Multiply each vector by its weight, then add them all together.

new_[CLS] = 0.18 × [0.10, 0.20, 0.05, 0.15]   ([CLS])
          + 0.21 × [0.80, 0.20, 0.90, 0.40]   (Apple)
          + 0.22 × [0.50, 0.50, 0.50, 0.60]   (stock)
          + 0.21 × [0.30, 0.70, 0.60, 0.20]   (rises)
          + 0.18 × [0.15, 0.10, 0.25, 0.05]   ([SEP])

Before attention: [CLS] = [0.10, 0.20, 0.05, 0.15]
After attention:  [CLS] = [0.386, 0.353, 0.479, 0.294]

Repeat 12 times (12 layers). Vectors keep refining. After layer 12, the [CLS] vector encodes the whole sentence.

Step 4: Classify (vector → topic)

Goal: Turn the [CLS] vector into one of 4 topics. How: Dot product with learned "topic vectors."

Final [CLS] = [0.386, 0.353, 0.479, 0.294]

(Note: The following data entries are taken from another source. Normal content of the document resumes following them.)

mod protocol;
mod simulator;
mod socket;
mod stats;

pub use protocol::{
    ACK_BITS, AckHeader, DEFAULT_MTU, DisconnectReason, MAX_SEGMENTS_PER_PACKET, Opcode,
    PACKET_HEADER_SIZE, PROTOCOL_MAGIC, PROTOCOL_VERSION, Packet, PacketError, PacketType,
    RELIABLE_HEADER_SIZE, ReliableFrame, SEGMENT_HEADER_SIZE, SegmentFrame, sequence_diff,
    sequence_greater_than,
};
pub use simulator::{LinkConditions, SimulatedSocket};
pub use socket::{DatagramSocket, Endpoint, UdpDatagramSocket};
pub use stats::NetworkStats;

Classification weights (randomly initialized before training):
  Business_weights = [0.9, 0.1, 0.8, 0.3]
  Sports_weights   = [0.1, 0.9, 0.2, 0.7]
  World_weights    = [0.4, 0.3, 0.5, 0.4]
  SciTech_weights  = [0.6, 0.2, 0.7, 0.25]

Compute dot products:
  Business = 0.386×0.90 + 0.353×0.10 + 0.479×0.80 + 0.294×0.30
           = 0.347 + 0.035 + 0.383 + 0.088 = 0.853

  Sports   = 0.386×0.10 + 0.353×0.90 + 0.479×0.20 + 0.294×0.70
           = 0.039 + 0.318 + 0.096 + 0.206 = 0.659

  World    = 0.386×0.40 + 0.353×0.30 + 0.479×0.50 + 0.294×0.40
           = 0.154 + 0.106 + 0.240 + 0.118 = 0.618

  SciTech  = 0.386×0.60 + 0.353×0.20 + 0.479×0.70 + 0.294×0.25
           = 0.232 + 0.071 + 0.335 + 0.074 = 0.712

Scores: Business=0.853, Sports=0.659, World=0.618, SciTech=0.712
Highest: Business (0.853)

PREDICTION: Business ✓

Step 5: Training (adjusting weights when wrong)

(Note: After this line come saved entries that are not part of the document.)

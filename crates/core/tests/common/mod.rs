#![allow(dead_code)]

use std::time::Duration;

use bytes::Bytes;
use tether::net::Endpoint;
use tether::reliability::{ChannelConfig, ReliableChannel};
use tether::{
    Channel, Client, ClientConfig, ClientEvent, Clock, ConnectOptions, DisconnectReason,
    ManualClock, Packet, PacketType, SimulatedSocket,
};

pub const SESSION: u32 = 0x00C0_FFEE;
pub const STEP_MS: u64 = 10;

/// Minimal server side of the protocol, driven by hand from the tests.
pub struct Peer {
    pub session: u32,
    pub responsive: bool,
    /// Added to the local clock when the peer reports its time.
    pub clock_skew: f64,
    pub channel: ReliableChannel,
    pub received: Vec<(Channel, Bytes)>,
    pub handshakes: usize,
    pub pings: usize,
    pub disconnects: Vec<DisconnectReason>,
    outgoing: Vec<Vec<u8>>,
}

impl Peer {
    pub fn new() -> Self {
        Self {
            session: SESSION,
            responsive: true,
            clock_skew: 0.0,
            channel: ReliableChannel::new(&ChannelConfig::default()),
            received: Vec::new(),
            handshakes: 0,
            pings: 0,
            disconnects: Vec::new(),
            outgoing: Vec::new(),
        }
    }

    pub fn send_reliable(&mut self, data: &[u8]) {
        self.channel.send(data).unwrap();
    }

    pub fn send_unreliable(&mut self, data: &[u8]) {
        self.push(PacketType::Unreliable(Bytes::copy_from_slice(data)));
    }

    pub fn send_disconnect(&mut self, reason: DisconnectReason) {
        self.push(PacketType::Disconnect { reason });
    }

    fn push(&mut self, payload: PacketType) {
        self.outgoing
            .push(Packet::new(self.session, payload).serialize().to_vec());
    }

    /// Consumes what the client sent and returns the datagrams to deliver back.
    pub fn exchange(
        &mut self,
        sent: Vec<(Vec<u8>, Endpoint)>,
        now: Duration,
    ) -> Vec<Vec<u8>> {
        if !self.responsive {
            return Vec::new();
        }

        for (datagram, _) in sent {
            let packet = Packet::deserialize(&datagram).unwrap();
            match packet.payload {
                PacketType::HandshakeRequest { token } => {
                    self.handshakes += 1;
                    self.push(PacketType::HandshakeAck { token });
                }
                PacketType::Ping { time } => {
                    self.pings += 1;
                    self.push(PacketType::PingReply {
                        echo: time,
                        time: now.as_secs_f64() + self.clock_skew,
                    });
                }
                PacketType::Reliable(frame) => {
                    self.channel.on_frame(frame);
                    while let Some(message) = self.channel.pop_message() {
                        self.received.push((Channel::Reliable, message));
                    }
                }
                PacketType::Unreliable(payload) => {
                    self.received.push((Channel::Unreliable, payload));
                }
                PacketType::Disconnect { reason } => {
                    if self.disconnects.is_empty() {
                        self.push(PacketType::Disconnect {
                            reason: DisconnectReason::Graceful,
                        });
                    }
                    self.disconnects.push(reason);
                }
                PacketType::HandshakeAck { .. } | PacketType::PingReply { .. } => {
                    panic!("client sent a server-side packet");
                }
            }
        }

        for frame in self.channel.flush(now, None).frames {
            self.push(PacketType::Reliable(frame));
        }
        std::mem::take(&mut self.outgoing)
    }

    pub fn reliable_messages(&self) -> Vec<Bytes> {
        self.received
            .iter()
            .filter(|(channel, _)| *channel == Channel::Reliable)
            .map(|(_, payload)| payload.clone())
            .collect()
    }
}

pub struct Setup {
    pub clock: ManualClock,
    pub client: Client<SimulatedSocket, ManualClock>,
    pub peer: Peer,
    pub events: Vec<ClientEvent>,
}

impl Setup {
    pub fn new() -> Self {
        Self::with_config(ClientConfig::default())
    }

    pub fn with_config(config: ClientConfig) -> Self {
        let clock = ManualClock::new();
        let socket = SimulatedSocket::new(clock.clone());
        Self {
            client: Client::with_clock(socket, clock.clone(), config),
            clock,
            peer: Peer::new(),
            events: Vec::new(),
        }
    }

    pub fn connect(&mut self, options: ConnectOptions) {
        self.client.connect("host", 7777, options);
        self.collect();
        self.step();
        assert!(self.client.is_connected(), "handshake did not complete");
    }

    /// Advances time by one step: the peer answers what the client sent
    /// during the previous step, then the client ticks.
    pub fn step(&mut self) {
        self.clock.advance(Duration::from_millis(STEP_MS));
        let now = self.clock.now();

        let sent = self.client.socket_mut().take_sent();
        for datagram in self.peer.exchange(sent, now) {
            self.client.socket_mut().inject(datagram);
        }

        self.client.tick();
        self.collect();
    }

    pub fn run_for(&mut self, duration: Duration) {
        let steps = duration.as_millis() as u64 / STEP_MS;
        for _ in 0..steps {
            self.step();
        }
    }

    /// Steps until `done` holds, at most `max_steps` times.
    pub fn run_until(
        &mut self,
        max_steps: usize,
        mut done: impl FnMut(&Self) -> bool,
    ) -> bool {
        for _ in 0..max_steps {
            if done(&*self) {
                return true;
            }
            self.step();
        }
        done(&*self)
    }

    pub fn clock_secs(&self) -> f64 {
        self.clock.now().as_secs_f64()
    }

    pub fn collect(&mut self) {
        self.events.extend(self.client.drain_events());
    }

    pub fn data(&self) -> Vec<(Channel, Bytes)> {
        self.events
            .iter()
            .filter_map(|event| match event {
                ClientEvent::Data { channel, payload } => Some((*channel, payload.clone())),
                _ => None,
            })
            .collect()
    }

    pub fn count(&self, wanted: fn(&ClientEvent) -> bool) -> usize {
        self.events.iter().filter(|event| wanted(event)).count()
    }
}

pub fn is_connected(event: &ClientEvent) -> bool {
    matches!(event, ClientEvent::Connected)
}

pub fn is_disconnected(event: &ClientEvent) -> bool {
    matches!(event, ClientEvent::Disconnected { .. })
}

Goal: If prediction was wrong, adjust the topic vectors so next time it's better.

True label: Business
Prediction: Business
Correct! No update needed.

But what if we're wrong? Let's try another example:

Next example: "touchdown wins game"
[CLS] vector after attention: [0.12, 0.88, 0.31, ...]

Scores:
  Business = dot([0.12, 0.88, 0.31, ...], Business_weights) = 0.72 ← highest
  Sports   = dot([0.12, 0.88, 0.31, ...], Sports_weights)   = 0.65

Prediction: Business
True label: Sports
WRONG!

Update weights:
  Sports_weights   += 0.01 × [CLS]_vector  (move toward this sentence)
  Business_weights -= 0.01 × [CLS]_vector  (move away from this sentence)

New weights:
  Sports_weights   = [0.1+0.0012, 0.9+0.0088, 0.2+0.0031, ...]
  Business_weights = [0.9-0.0012, 0.1-0.0088, 0.8-0.0031, ...]

Now Sports_weights is slightly more aligned with "touchdown wins game" type sentences. Repeat this millions of times, and the model learns to classify accurately.